Two researchers at the Geisel School of Medicine at Dartmouth have helped to identify switches that can turn on or off genes associated with colorectal cancer. The finding offers clues about the development of colorectal cancer and could--potentially--provide targets for new therapies. Jason Moore, Third Century Professor of genetics and the director of the Institute for Quantitative Biomedical Sciences, and Richard Cowper-Sal.lari, a graduate student in Moore's lab, were part of a team that included researchers from Case Western Reserve University and the Cleveland Clinic. The team published its findings in Science Express, the online prepublication site for the journal Science, on April 12.
Many studies of cancer and other diseases have looked for genetic variations that lead to disease. But for this study, Moore, Cowper-Sal.lari, and their colleagues examined sections of DNA that do not code for proteins--sections that have sometimes been referred to as "junk" DNA. Long overlooked, junk DNA has gained more attention of late as it has become clear that it can regulate the expression of genes.
"We're now starting to assign function to what historically has been known as the junk DNA--stuff in between genes that we weren't really sure what it did, if it did anything at all," Moore says. Proteins that bind to noncoding sections far away from a gene, Moore explains, can help turn that gene on or off.

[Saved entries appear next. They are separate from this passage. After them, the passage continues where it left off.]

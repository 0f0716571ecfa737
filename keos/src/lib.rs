//! # KeOS: KAIST Educational Operating System
//!
//! Welcome to the **KeOS** project!
//!
//! Operating systems (OS) form the backbone of modern computing, managing
//! hardware resources and providing a foundation for applications to run
//! efficiently. Understanding how an OS works is crucial for grasping the inner
//! workings of computer systems and software performance.
//!
//! **KeOS** is designed to offer a hands-on learning experience with core OS
//! components. Through this project, you will explore the fundamental
//! principles of OS design while building a minimal but functional operating
//! system from the ground up.
//!
//! We prioritize simplicity, focusing on the most essential aspects of OS
//! development. You won't have to worry about handling obscure edge cases or
//! hidden test cases. **The score you receive after running the grading scripts
//! is your final score.** Our goal is to make this project as straightforward
//! as possible. If you have suggestions on how we can further minimize
//! unnecessary complexity and focus on the core concepts, we encourage your
//! feedback.
//!
//! ## Project Structure
//!
//! The KeOS project is divided into five projects:
//!
//! 1. **[`System Call`]** – Learn how the OS interacts with user applications.
//! 2. **[`Memory Management`]** – Implement basic memory management and
//!    user-space execution.
//! 3. **[`Advanced Memory Management`]** – Expand the KeOS's memory management
//!    system with advanced features.
//! 4. **[`Process Management`]** – Implement the advanced process management,
//!    including round robin scheduler and sychronization primitives.
//! 5. **[`File System`]** – Develop a simple yet functional filesystem for data
//!    storage.
//!
//! Each project builds upon the previous ones, helping you progressively
//! develop a deeper understanding of OS design.
//!
//! ## Why Rust?
//!
//! We have chosen **Rust** for this project because of its **memory safety**,
//! **zero-cost abstractions**, and most importantly, its **concurrency model**.
//! These features make Rust an excellent choice for **operating system
//! development**.
//!
//! In traditional system programming languages, concurrency and memory bugs
//! such as data races, use-after-free errors, and null pointer dereferences are
//! common. Rust prevents these issues at compile time by enforcing strict
//! **ownership, borrowing, and lifetime rules**. This allows you to write
//! **safe and efficient concurrent code** without sacrificing performance, and
//! **reduces debugging time** for those bugs.
//!
//! By using Rust in **KeOS**, you will:
//! - **Develop safe and efficient concurrent programs** without the risk of
//!   data races.
//! - **Avoid common concurrency pitfalls** such as race conditions.
//!
//! ## Getting Started
//!
//! To set up your **KeOS** development environment, run the following commands:
//! ```bash
//! $ mkdir keos
//! $ cd keos
//! $ curl https://raw.githubusercontent.com/casys-kaist/KeOS/refs/heads/main/scripts/install-keos.sh | sh
//! ```
//!
//! We recommend using VS Code as the editor, along with `rust-analyzer` for
//! Rust support.
//!
//! - **DO NOT** make public forks of this project.
//! - The **KeOS license explicitly prohibits** public redistribution of this
//!   work.
//! - You **MUST NOT** share or distribute your work based on the provided
//!   template.
//!
//! Failure to comply may result in academic integrity violations.
//!
//! ## Grading
//!
//! During grading, we will **overwrite** all files **except those explicitly
//! whitelisted** for each project. Any modifications to non-whitelisted files
//! may result in a **zero score**, even if your implementation otherwise works
//! correctly.
//!
//! You can run the `cargo grade` command to check your current score locally.
//! This reported score will be treated as your **final grade**, as long as your
//! submission complies with the whitelist policy.
//!
//! Grading rubrics and the list of whitelisted files can be found in each
//! grader's `.grade-target` file.
//!
//! ### ⚠️ IMPORTANT NOTES on GRADING
//! - The **KeOS license explicitly prohibits** sharing or distributing your
//!   work based on the provided template.
//! - Please **DO NOT** make public forks of this project.
//! - **Cheating, plagiarism, or uploading your code online is strictly
//!   prohibited** and will result in **disqualification**.
//!
//! Failure to comply may result in academic integrity violations.
//!
//! For the grading, please refer to the following policy:
//! - Your submission **must pass all test cases without modifying the
//!   non-whitelisted code in each project**.
//! - Submissions that **fail to compile** will receive **0 points**.
//!
//!
//! ## Useful Materials
//! We strongly recommend reading the following materials to help you
//! successfully complete the KeOS project:
//! - [**Tips on Implementation**](tips)
//! - [**Debugging**](debugging)
//!
//! [`System Call`]: ../keos_project1
//! [`Memory Management`]: ../keos_project2
//! [`Advanced Memory Management`]: ../keos_project3
//! [`Process Management`]: ../keos_project4
//! [`File System`]: ../keos_project5

#![no_std]
#![allow(internal_features, static_mut_refs)]
#![feature(
    allocator_api,
    alloc_error_handler,
    alloc_layout_extra,
    lang_items,
    core_intrinsics,
    pointer_is_aligned_to,
    slice_as_array,
    step_trait
)]
#![deny(missing_docs, rustdoc::broken_intra_doc_links)]

#[macro_use]
extern crate abyss;
extern crate alloc;

// For documentations.
#[cfg(doc)]
pub mod debugging;
#[cfg(doc)]
pub mod tips;

pub mod channel;
pub mod fs;
#[doc(hidden)]
pub mod interrupt;
mod lang;
pub mod mm;
pub mod sync;
pub mod syscall;
pub mod task;
pub mod teletype;
pub mod thread;
pub mod util;

use abyss::spinlock;
pub use abyss::{
    x86_64::intrinsics,
    {MAX_CPU, addressing, debug, info, print, println, warning},
};
use alloc::{boxed::Box, collections::btree_set::BTreeSet, ffi::CString, vec::Vec};
use task::Task;
use thread::scheduler::{BOOT_DONE, Scheduler, scheduler};

/// Enum representing errors that can occur during a kernel operation.
///
/// This enum is used to categorize errors encountered by the kernel operation.
/// Each variant corresponds to a specific type of error that might
/// occur during the handling of a kernel operation. These errors can be
/// returned to the user program to indicate the nature of the failure.
#[derive(Debug, Eq, PartialEq)]
pub enum KernelError {
    /// Operation is not permitted. (EPERM)
    OperationNotPermitted,
    /// No such file or directory. (ENOENT)
    NoSuchEntry,
    /// IO Error. (EIO)
    IOError,
    /// Exec format error. (ENOEXEC)
    NoExec,
    /// BAD file descriptor. (EBADF)
    BadFileDescriptor,
    /// Out of memory. (ENOMEM)
    NoMemory,
    /// Permission denied. (EACCES)
    InvalidAccess,
    /// Bad address. (EFAULT)
    BadAddress,
    /// Device or resource busy. (EBUSY)
    Busy,
    /// File exists. (EEXIST)
    FileExist,
    /// Not a directory. (ENOTDIR)
    NotDirectory,
    /// Is a directory. (EISDIR)
    IsDirectory,
    /// Invalid arguement. (EINVAL)
    InvalidArgument,
    /// Too many open files. (EMFILE)
    TooManyOpenFile,
    /// No space left on device. (ENOSPC)
    NoSpace,
    /// Broken pipe. (EPIPE)
    BrokenPipe,
    /// File name too long. (ENAMETOOLONG)
    NameTooLong,
    /// Invalid system call number. (ENOSYS)
    NoSuchSyscall,
    /// Directory not empty (ENOTEMPTY)
    DirectoryNotEmpty,
    /// File system is corrupted. (EFSCORRUPTED)
    FilesystemCorrupted(&'static str),
    /// Operation is not supported. (ENOTSUPP)
    NotSupportedOperation,
}
//! Condition variable paired with [`Mutex`], used by the buffer cache to
//! wait for an evicting block to finish writing back.

use super::mutex::{Mutex, MutexGuard};
use alloc::collections::vec_deque::VecDeque;
use keos::{sync::SpinLock, thread::{Current, ParkHandle}};

/// A condition variable. Must always be waited on with the same [`Mutex`].
#[derive(Default)]
pub struct ConditionVariable {
    waiters: SpinLock<VecDeque<ParkHandle>>,
}

impl ConditionVariable {
    /// Creates a new, empty condition variable.
    pub const fn new() -> Self {
        Self {
            waiters: SpinLock::new(VecDeque::new()),
        }
    }

    /// Blocks the current thread while `predicate(&mut T)` holds, re-checking
    /// it every time the thread is woken.
    pub fn wait_while<'a, T>(
        &self,
        mutex: &'a Mutex<T>,
        predicate: impl Fn(&mut T) -> bool,
    ) -> MutexGuard<'a, T> {
        let mut guard = mutex.lock();
        while predicate(&mut guard) {
            guard.unlock();
            Current::park_with(|handle| {
                let mut waiters = self.waiters.lock();
                waiters.push_back(handle);
                waiters.unlock();
            });
            guard = mutex.lock();
        }
        guard
    }

    /// Wakes one thread blocked in [`wait_while`](Self::wait_while).
    pub fn signal<T>(&self, guard: MutexGuard<'_, T>) {
        guard.unlock();
        let mut waiters = self.waiters.lock();
        let next = waiters.pop_front();
        waiters.unlock();
        if let Some(handle) = next {
            handle.unpark();
        }
    }

    /// Wakes every thread blocked in [`wait_while`](Self::wait_while).
    pub fn broadcast<T>(&self, guard: MutexGuard<'_, T>) {
        guard.unlock();
        let mut waiters = self.waiters.lock();
        let all: VecDeque<ParkHandle> = core::mem::take(&mut *waiters);
        waiters.unlock();
        for handle in all {
            handle.unpark();
        }
    }
}

#[cfg(test)]
mod tests {
    use super::*;
    use alloc::sync::Arc;
    use keos::thread::ThreadBuilder;

    pub fn wait_while_blocks_until_the_predicate_clears() {
        let ready = Arc::new(Mutex::new(false));
        let cond = Arc::new(ConditionVariable::new());

        let waiter = {
            let ready = ready.clone();
            let cond = cond.clone();
            ThreadBuilder::new("waiter").spawn(move || {
                let guard = cond.wait_while(&ready, |r| !*r);
                assert!(*guard);
                guard.unlock();
            })
        };

        let mut guard = ready.lock();
        *guard = true;
        cond.signal(guard);
        waiter.join();
    }

    pub fn broadcast_wakes_every_waiter() {
        const WAITERS: usize = 8;
        let ready = Arc::new(Mutex::new(false));
        let cond = Arc::new(ConditionVariable::new());

        let handles: alloc::vec::Vec<_> = (0..WAITERS)
            .map(|_| {
                let ready = ready.clone();
                let cond = cond.clone();
                ThreadBuilder::new("broadcast-waiter").spawn(move || {
                    let guard = cond.wait_while(&ready, |r| !*r);
                    guard.unlock();
                })
            })
            .collect();

        let mut guard = ready.lock();
        *guard = true;
        cond.broadcast(guard);
        for h in handles {
            h.join();
        }
    }
}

The researchers looked at specific sections of noncoding DNA in nine colorectal cancer samples and three samples of healthy colon tissue. They found patterns in the sections of noncoding DNA that differed depending on whether the tissue was cancerous or healthy. They refer to these sections as variant enhancer loci (VELs). Cowper-Sal.lari says that the patterns they found are more reliable indicators of the presence of colorectal cancer than any currently known patterns of gene expression. "You get a very crisp signal," he says. The tumor samples were taken from patients at various stages of disease, adding to the strength of the finding.
Moore, who is also the associate director for bioinformatics at the Norris Cotton Cancer Center, adds that what he and Cowper-Sal.lari added to the study was their ability to make sense of mountains of data by developing computer programs and algorithms.
"It's an exciting time in cancer research because we can now sequence entire human genomes and measure the genome on a massive scale, but what's lagging behind are the computational methods--the software, the algorithms, the statistical approaches--to allow us to make sense of this vast amount of information," Moore says. "The DNA sequencing technology to generate the data is moving a lot faster than the computational methods for making sense of it."
Cowper-Sal.lari adds that the intense computation required to do the analysis was only possible because of access to Discovery--Dartmouth's supercomputing cluster.
There are a number of directions the research could go in the future. Cowper-Sal.lari says that if they are able to look at additional samples and find the same patterns, then "the genes that are the targets of these VELs are going to be really good potential therapeutic targets for colorectal cancer."
"That's the ultimate goal--to develop drugs," Moore says. "If we can understand the biology of how these genes are turned on and off in cancer, then we can develop drugs to target them and turn them on or off."